Measurement of fractional flow reserve (FFR) by intravenous infusion or intracoronary injection of adenosine is the reference method to determine the hemodynamic relevance of coronary artery stenoses. The goal of this prospective study was to compare standard (40 µg adenosine for the right and 80 µg for the left coronary artery) to high doses of intracoronary adenosine for FFR measurement.

Methods and results

In 130 intermediate coronary artery stenoses, two sequential FFR measurements were performed with standard-dose intracoronary application of adenosine (40 µg for the right and 80 μg for the left coronary artery), followed by one FFR measurement with a bolus of 200 μg for the right and 400 μg for the left coronary artery. There was strong correlation (r = 0.97, p < 0.001) between FFR values determined with standard-dose adenosine (0.86 ± 0.08) versus high-dose adenosine (0.85 ± 0.08).
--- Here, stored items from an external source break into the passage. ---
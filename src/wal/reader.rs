//! WAL Reader
//!
//! Replays a segment during engine open. A torn tail (partial length
//! prefix, declared length past EOF, or a body that does not decode) is
//! discarded and the file is truncated back to the last intact record so
//! the next append starts from a clean boundary.

use std::fs;
use std::path::Path;

use tracing::warn;

use crate::codec::Record;
use crate::error::Result;

/// Result of replaying one WAL segment
pub struct WalReplay {
    /// Intact records in append order, with their framed byte lengths
    pub records: Vec<(Record, usize)>,

    /// Whether a torn tail was discarded and the file truncated
    pub truncated: bool,
}

/// Replay a segment file, truncating any torn tail in place
pub fn replay(path: &Path) -> Result<WalReplay> {
    let data = fs::read(path)?;
    let mut records = Vec::new();
    let mut pos = 0usize;
    let mut truncated = false;

    while pos < data.len() {
        let mut slice = &data[pos..];
        match Record::decode(&mut slice) {
            Ok(record) => {
                let consumed = data.len() - pos - slice.len();
                records.push((record, consumed));
                pos += consumed;
            }
            Err(_) => {
                warn!(
                    path = %path.display(),
                    offset = pos,
                    "discarding torn WAL tail"
                );
                let file = fs::OpenOptions::new().write(true).open(path)?;
                file.set_len(pos as u64)?;
                file.sync_all()?;
                truncated = true;
                break;
            }
        }
    }

    Ok(WalReplay { records, truncated })
}
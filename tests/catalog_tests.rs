//! Tests for the catalog and the SYSTEM keyspace
//!
//! These tests verify:
//! - Bootstrap creates a self-describing SYSTEM keyspace
//! - Keyspace/table DDL persists across reopen
//! - DROP KEYSPACE cascades to tables, grants, and on-disk state
//! - Auth metadata lookups (users, owners, grants)

use std::path::Path;

use lodedb::catalog::schema::{Column, Schema};
use lodedb::catalog::Catalog;
use lodedb::config::{Config, EngineConfig, WalFsync};
use lodedb::value::{DataType, Row, Value};
use tempfile::TempDir;

// =============================================================================
// Helper Functions
// =============================================================================

fn engine_config() -> EngineConfig {
    let mut cfg = Config::default().engine_config();
    cfg.wal_fsync = WalFsync::Always;
    cfg
}

fn open(dir: &Path) -> Catalog {
    Catalog::open(dir, engine_config()).unwrap()
}

fn users_schema() -> Schema {
    Schema::new(
        vec![
            Column {
                name: "id".into(),
                data_type: DataType::Int64,
            },
            Column {
                name: "name".into(),
                data_type: DataType::Varchar,
            },
        ],
        "id".into(),
    )
    .unwrap()
}

// =============================================================================
// Bootstrap Tests
// =============================================================================

#[test]
fn bootstrap_creates_system() {
    let temp = TempDir::new().unwrap();
    let catalog = open(temp.path());

    assert!(catalog.keyspace_exists("SYSTEM"));
    assert_eq!(catalog.list_keyspaces(), vec!["SYSTEM".to_string()]);
    assert_eq!(
        catalog.list_tables("SYSTEM").unwrap(),
        vec![
            "KEYSPACES".to_string(),
            "KEYSPACE_GRANTS".to_string(),
            "KEYSPACE_OWNERS".to_string(),
            "TABLES".to_string(),
            "USERS".to_string(),
        ]
    );
}

#[test]
fn system_describes_itself_after_reopen() {
    let temp = TempDir::new().unwrap();
    drop(open(temp.path()));

    let catalog = open(temp.path());
    let schema = catalog.table_schema("SYSTEM", "USERS").unwrap();
    assert_eq!(schema.primary_key, "username");
}

// =============================================================================
// DDL Tests
// =============================================================================

#[test]
fn keyspace_and_table_ddl_persist() {
    let temp = TempDir::new().unwrap();
    {
        let catalog = open(temp.path());
        catalog.create_keyspace("myapp", false).unwrap();
        catalog
            .create_table("myapp", "users", users_schema(), false)
            .unwrap();
    }

    let catalog = open(temp.path());
    assert!(catalog.keyspace_exists("myapp"));
    assert_eq!(catalog.list_tables("myapp").unwrap(), vec!["users"]);
    assert_eq!(catalog.table_schema("myapp", "users").unwrap(), users_schema());
}

#[test]
fn create_keyspace_idempotency_rules() {
    let temp = TempDir::new().unwrap();
    let catalog = open(temp.path());

    catalog.create_keyspace("ks", false).unwrap();
    catalog.create_keyspace("ks", true).unwrap();
    let err = catalog.create_keyspace("ks", false).unwrap_err();
    assert_eq!(err.wire_kind(), "already_exists");
}

#[test]
fn missing_references_are_not_found() {
    let temp = TempDir::new().unwrap();
    let catalog = open(temp.path());

    assert_eq!(
        catalog.list_tables("nope").unwrap_err().wire_kind(),
        "not_found"
    );
    assert_eq!(
        catalog
            .create_table("nope", "t", users_schema(), false)
            .unwrap_err()
            .wire_kind(),
        "not_found"
    );
    assert_eq!(
        catalog.drop_keyspace("nope", false).unwrap_err().wire_kind(),
        "not_found"
    );
    catalog.drop_keyspace("nope", true).unwrap();
    catalog.drop_table("SYSTEM", "nope", true).unwrap();
}

#[test]
fn drop_keyspace_cascades() {
    let temp = TempDir::new().unwrap();
    let catalog = open(temp.path());

    catalog.create_keyspace("ksA", false).unwrap();
    catalog
        .create_table("ksA", "users", users_schema(), false)
        .unwrap();
    let engine = catalog.engine("ksA", "users").unwrap();
    let mut row = Row::new();
    row.insert("id".into(), Value::Int(1));
    engine.put(Value::Int(1), row).unwrap();

    catalog.drop_keyspace("ksA", false).unwrap();
    assert!(!catalog.keyspace_exists("ksA"));
    assert!(!temp.path().join("ksA").exists());

    // And it stays gone after a reopen
    drop(catalog);
    let catalog = open(temp.path());
    assert!(!catalog.keyspace_exists("ksA"));
}

#[test]
fn drop_table_removes_storage() {
    let temp = TempDir::new().unwrap();
    let catalog = open(temp.path());
    catalog.create_keyspace("ks", false).unwrap();
    catalog
        .create_table("ks", "t", users_schema(), false)
        .unwrap();
    catalog.engine("ks", "t").unwrap();

    catalog.drop_table("ks", "t", false).unwrap();
    assert!(!temp.path().join("ks").join("t").exists());
    assert_eq!(
        catalog.table_schema("ks", "t").unwrap_err().wire_kind(),
        "not_found"
    );
}

// =============================================================================
// Auth Metadata Tests
// =============================================================================

#[test]
fn ensure_admin_config_wins() {
    let temp = TempDir::new().unwrap();
    let catalog = open(temp.path());

    catalog.ensure_admin("admin", "secret1").unwrap();
    let user = catalog.lookup_user("admin").unwrap().unwrap();
    assert!(user.is_admin());
    assert_eq!(user.password, "secret1");

    catalog.ensure_admin("admin", "secret2").unwrap();
    let user = catalog.lookup_user("admin").unwrap().unwrap();
    assert_eq!(user.password, "secret2");

    assert!(catalog.lookup_user("nobody").unwrap().is_none());
}

#[test]
fn ownership_and_grants() {
    let temp = TempDir::new().unwrap();
    let catalog = open(temp.path());
    catalog.create_keyspace("ksA", false).unwrap();
    catalog.create_keyspace("ksB", false).unwrap();

    let owners = catalog.engine("SYSTEM", "KEYSPACE_OWNERS").unwrap();
    let mut row = Row::new();
    row.insert("keyspace".into(), Value::Varchar("ksA".into()));
    row.insert("owner_username".into(), Value::Varchar("alice".into()));
    row.insert("created_at".into(), Value::Int(0));
    owners.put(Value::Varchar("ksA".into()), row).unwrap();

    let grants = catalog.engine("SYSTEM", "KEYSPACE_GRANTS").unwrap();
    let mut row = Row::new();
    row.insert("keyspace_username".into(), Value::Varchar("ksB#alice".into()));
    row.insert("created_at".into(), Value::Int(0));
    grants.put(Value::Varchar("ksB#alice".into()), row).unwrap();

    assert!(catalog.user_can_access("ksA", "alice").unwrap());
    assert!(catalog.user_can_access("ksB", "alice").unwrap());
    assert!(!catalog.user_can_access("ksA", "bob").unwrap());
    assert!(!catalog.user_can_access("ksC", "alice").unwrap());

    // Dropping the keyspace removes the grant row too
    catalog.drop_keyspace("ksB", false).unwrap();
    assert!(!catalog.user_can_access("ksB", "alice").unwrap());
}
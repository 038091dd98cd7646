//! Recursive-descent statement parser
//!
//! Keywords match case-insensitively; identifiers stay as written. Every
//! production consumes the tokens it recognizes and anything left over at
//! the end of the line (after an optional `;`) is a parse error.

use super::ast::{Literal, Projection, ScanOrder, Statement, TableRef};
use super::token::{tokenize, Token};
use crate::error::{LodeError, Result};
use crate::value::DataType;

/// Parse one statement line
pub fn parse(input: &str) -> Result<Statement> {
    let tokens = tokenize(input)?;
    let mut parser = Parser { tokens, pos: 0 };
    let statement = parser.statement()?;
    parser.finish()?;
    Ok(statement)
}

struct Parser {
    tokens: Vec<Token>,
    pos: usize,
}

impl Parser {
    // =========================================================================
    // Statement dispatch
    // =========================================================================

    fn statement(&mut self) -> Result<Statement> {
        let head = match self.peek_word() {
            Some(word) => word.to_ascii_lowercase(),
            None => return Err(err("expected a statement")),
        };
        match head.as_str() {
            "ping" => {
                self.bump();
                Ok(Statement::Ping)
            }
            "auth" => {
                self.bump();
                let username = self.string()?;
                let password = self.string()?;
                Ok(Statement::Auth { username, password })
            }
            "use" => {
                self.bump();
                let keyspace = self.ident()?;
                Ok(Statement::Use { keyspace })
            }
            "show" => {
                self.bump();
                self.show()
            }
            "describe" => {
                self.bump();
                self.expect_keyword("TABLE")?;
                let table = self.table_ref()?;
                Ok(Statement::DescribeTable { table })
            }
            "create" => {
                self.bump();
                self.create()
            }
            "drop" => {
                self.bump();
                self.drop_object()
            }
            "truncate" => {
                self.bump();
                self.expect_keyword("TABLE")?;
                let table = self.table_ref()?;
                Ok(Statement::TruncateTable { table })
            }
            "insert" => {
                self.bump();
                self.insert()
            }
            "select" => {
                self.bump();
                self.select()
            }
            "update" => {
                self.bump();
                self.update()
            }
            "delete" => {
                self.bump();
                self.expect_keyword("FROM")?;
                let table = self.table_ref()?;
                self.expect_keyword("WHERE")?;
                let filter = self.equality()?;
                Ok(Statement::Delete { table, filter })
            }
            "flush" => {
                self.bump();
                let table = self.table_ref()?;
                Ok(Statement::Flush { table })
            }
            other => Err(err(&format!("unknown statement \"{}\"", other))),
        }
    }

    fn show(&mut self) -> Result<Statement> {
        if self.eat_keyword("KEYSPACES") {
            return Ok(Statement::ShowKeyspaces);
        }
        if self.eat_keyword("TABLES") {
            self.expect_keyword("IN")?;
            let keyspace = self.ident()?;
            return Ok(Statement::ShowTables { keyspace });
        }
        if self.eat_keyword("CREATE") {
            self.expect_keyword("TABLE")?;
            let table = self.table_ref()?;
            return Ok(Statement::ShowCreateTable { table });
        }
        Err(err("expected KEYSPACES, TABLES, or CREATE after SHOW"))
    }

    fn create(&mut self) -> Result<Statement> {
        if self.eat_keyword("KEYSPACE") {
            let if_not_exists = self.if_not_exists()?;
            let keyspace = self.ident()?;
            return Ok(Statement::CreateKeyspace {
                keyspace,
                if_not_exists,
            });
        }
        if self.eat_keyword("TABLE") {
            let if_not_exists = self.if_not_exists()?;
            return self.create_table(if_not_exists);
        }
        Err(err("expected KEYSPACE or TABLE after CREATE"))
    }

    fn create_table(&mut self, if_not_exists: bool) -> Result<Statement> {
        let table = self.table_ref()?;
        self.expect(Token::LParen)?;

        let mut columns: Vec<(String, DataType)> = Vec::new();
        let mut primary_key: Option<String> = None;
        loop {
            if self.eat_keyword("PRIMARY") {
                self.expect_keyword("KEY")?;
                self.expect(Token::LParen)?;
                let pk = self.ident()?;
                self.expect(Token::RParen)?;
                if primary_key.replace(pk).is_some() {
                    return Err(err("duplicate PRIMARY KEY clause"));
                }
            } else {
                let name = self.ident()?;
                let type_word = self.ident()?;
                let data_type = DataType::parse(&type_word)
                    .ok_or_else(|| err(&format!("unknown column type \"{}\"", type_word)))?;
                columns.push((name, data_type));
            }
            if self.eat(Token::Comma) {
                continue;
            }
            self.expect(Token::RParen)?;
            break;
        }

        let primary_key = primary_key.ok_or_else(|| err("missing PRIMARY KEY clause"))?;
        if columns.is_empty() {
            return Err(err("a table needs at least one column"));
        }
        Ok(Statement::CreateTable {
            table,
            columns,
            primary_key,
            if_not_exists,
        })
    }

    fn drop_object(&mut self) -> Result<Statement> {
        if self.eat_keyword("KEYSPACE") {
            let if_exists = self.if_exists()?;
            let keyspace = self.ident()?;
            return Ok(Statement::DropKeyspace {
                keyspace,
                if_exists,
            });
        }
        if self.eat_keyword("TABLE") {
            let if_exists = self.if_exists()?;
            let table = self.table_ref()?;
            return Ok(Statement::DropTable { table, if_exists });
        }
        Err(err("expected KEYSPACE or TABLE after DROP"))
    }

    fn insert(&mut self) -> Result<Statement> {
        self.expect_keyword("INTO")?;
        let table = self.table_ref()?;

        self.expect(Token::LParen)?;
        let mut columns = vec![self.ident()?];
        while self.eat(Token::Comma) {
            columns.push(self.ident()?);
        }
        self.expect(Token::RParen)?;

        self.expect_keyword("VALUES")?;
        let mut rows = vec![self.tuple()?];
        while self.eat(Token::Comma) {
            rows.push(self.tuple()?);
        }
        Ok(Statement::Insert {
            table,
            columns,
            rows,
        })
    }

    fn tuple(&mut self) -> Result<Vec<Literal>> {
        self.expect(Token::LParen)?;
        let mut values = vec![self.literal()?];
        while self.eat(Token::Comma) {
            values.push(self.literal()?);
        }
        self.expect(Token::RParen)?;
        Ok(values)
    }

    fn select(&mut self) -> Result<Statement> {
        let projection = if self.eat(Token::Star) {
            Projection::All
        } else {
            let mut columns = vec![self.ident()?];
            while self.eat(Token::Comma) {
                columns.push(self.ident()?);
            }
            Projection::Columns(columns)
        };
        self.expect_keyword("FROM")?;
        let table = self.table_ref()?;

        let filter = if self.eat_keyword("WHERE") {
            Some(self.equality()?)
        } else {
            None
        };
        let order = if self.eat_keyword("ORDER") {
            self.expect_keyword("BY")?;
            let column = self.ident()?;
            let direction = if self.eat_keyword("DESC") {
                ScanOrder::Descending
            } else {
                self.eat_keyword("ASC");
                ScanOrder::Ascending
            };
            Some((column, direction))
        } else {
            None
        };
        let limit = if self.eat_keyword("LIMIT") {
            match self.bump() {
                Some(Token::Number(n)) if n >= 0 => Some(n as u64),
                _ => return Err(err("LIMIT takes a non-negative integer")),
            }
        } else {
            None
        };

        Ok(Statement::Select {
            table,
            projection,
            filter,
            order,
            limit,
        })
    }

    fn update(&mut self) -> Result<Statement> {
        let table = self.table_ref()?;
        self.expect_keyword("SET")?;
        let mut assignments = vec![self.equality()?];
        while self.eat(Token::Comma) {
            assignments.push(self.equality()?);
        }
        self.expect_keyword("WHERE")?;
        let filter = self.equality()?;
        Ok(Statement::Update {
            table,
            assignments,
            filter,
        })
    }

    // =========================================================================
    // Shared productions
    // =========================================================================

    /// `<ident> = <literal>`
    fn equality(&mut self) -> Result<(String, Literal)> {
        let column = self.ident()?;
        self.expect(Token::Eq)?;
        let literal = self.literal()?;
        Ok((column, literal))
    }

    fn table_ref(&mut self) -> Result<TableRef> {
        let first = self.ident()?;
        if self.eat(Token::Dot) {
            let table = self.ident()?;
            Ok(TableRef {
                keyspace: Some(first),
                table,
            })
        } else {
            Ok(TableRef {
                keyspace: None,
                table: first,
            })
        }
    }

    fn literal(&mut self) -> Result<Literal> {
        match self.bump() {
            Some(Token::Number(n)) => Ok(Literal::Int(n)),
            Some(Token::Str(s)) => Ok(Literal::Str(s)),
            Some(Token::Hex(b)) => Ok(Literal::Bytes(b)),
            Some(Token::Ident(w)) if w.eq_ignore_ascii_case("true") => Ok(Literal::Bool(true)),
            Some(Token::Ident(w)) if w.eq_ignore_ascii_case("false") => Ok(Literal::Bool(false)),
            Some(Token::Ident(w)) if w.eq_ignore_ascii_case("null") => Ok(Literal::Null),
            _ => Err(err("expected a literal")),
        }
    }

    fn if_not_exists(&mut self) -> Result<bool> {
        if self.eat_keyword("IF") {
            self.expect_keyword("NOT")?;
            self.expect_keyword("EXISTS")?;
            Ok(true)
        } else {
            Ok(false)
        }
    }

    fn if_exists(&mut self) -> Result<bool> {
        if self.eat_keyword("IF") {
            self.expect_keyword("EXISTS")?;
            Ok(true)
        } else {
            Ok(false)
        }
    }

    // =========================================================================
    // Token plumbing
    // =========================================================================

    fn peek(&self) -> Option<&Token> {
        self.tokens.get(self.pos)
    }

    fn peek_word(&self) -> Option<&str> {
        match self.peek() {
            Some(Token::Ident(w)) => Some(w),
            _ => None,
        }
    }

    fn bump(&mut self) -> Option<Token> {
        let token = self.tokens.get(self.pos).cloned();
        if token.is_some() {
            self.pos += 1;
        }
        token
    }

    fn eat(&mut self, token: Token) -> bool {
        if self.peek() == Some(&token) {
            self.pos += 1;
            true
        } else {
            false
        }
    }

    fn expect(&mut self, token: Token) -> Result<()> {
        if self.eat(token.clone()) {
            Ok(())
        } else {
            Err(err(&format!("expected {:?}", token)))
        }
    }

    fn eat_keyword(&mut self, keyword: &str) -> bool {
        match self.peek_word() {
            Some(word) if word.eq_ignore_ascii_case(keyword) => {
                self.pos += 1;
                true
            }
            _ => false,
        }
    }

    fn expect_keyword(&mut self, keyword: &str) -> Result<()> {
        if self.eat_keyword(keyword) {
            Ok(())
        } else {
            Err(err(&format!("expected {}", keyword)))
        }
    }

    fn ident(&mut self) -> Result<String> {
        match self.bump() {
            Some(Token::Ident(w)) => Ok(w),
            _ => Err(err("expected an identifier")),
        }
    }

    fn string(&mut self) -> Result<String> {
        match self.bump() {
            Some(Token::Str(s)) => Ok(s),
            _ => Err(err("expected a string literal")),
        }
    }

    /// Optional `;`, then end of line
    fn finish(&mut self) -> Result<()> {
        while self.eat(Token::Semi) {}
        if self.pos < self.tokens.len() {
            return Err(err("unexpected trailing input"));
        }
        Ok(())
    }
}

fn err(msg: &str) -> LodeError {
    LodeError::Parse(msg.to_string())
}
High-dose adenosine did not yield FFR values ≤0.80 or ≤0.75 significantly more frequently than standard-dose adenosine. Patients reported more discomfort after high-dose adenosine application compared to standard-dose adenosine (p < 0.001).

Conclusions

For FFR measurements with intracoronary adenosine injection, results achieved with doses of 40 µg adenosine for the right and 80 µg for the left coronary artery display no clinically relevant difference to doses of 200 and 400 µg, respectively.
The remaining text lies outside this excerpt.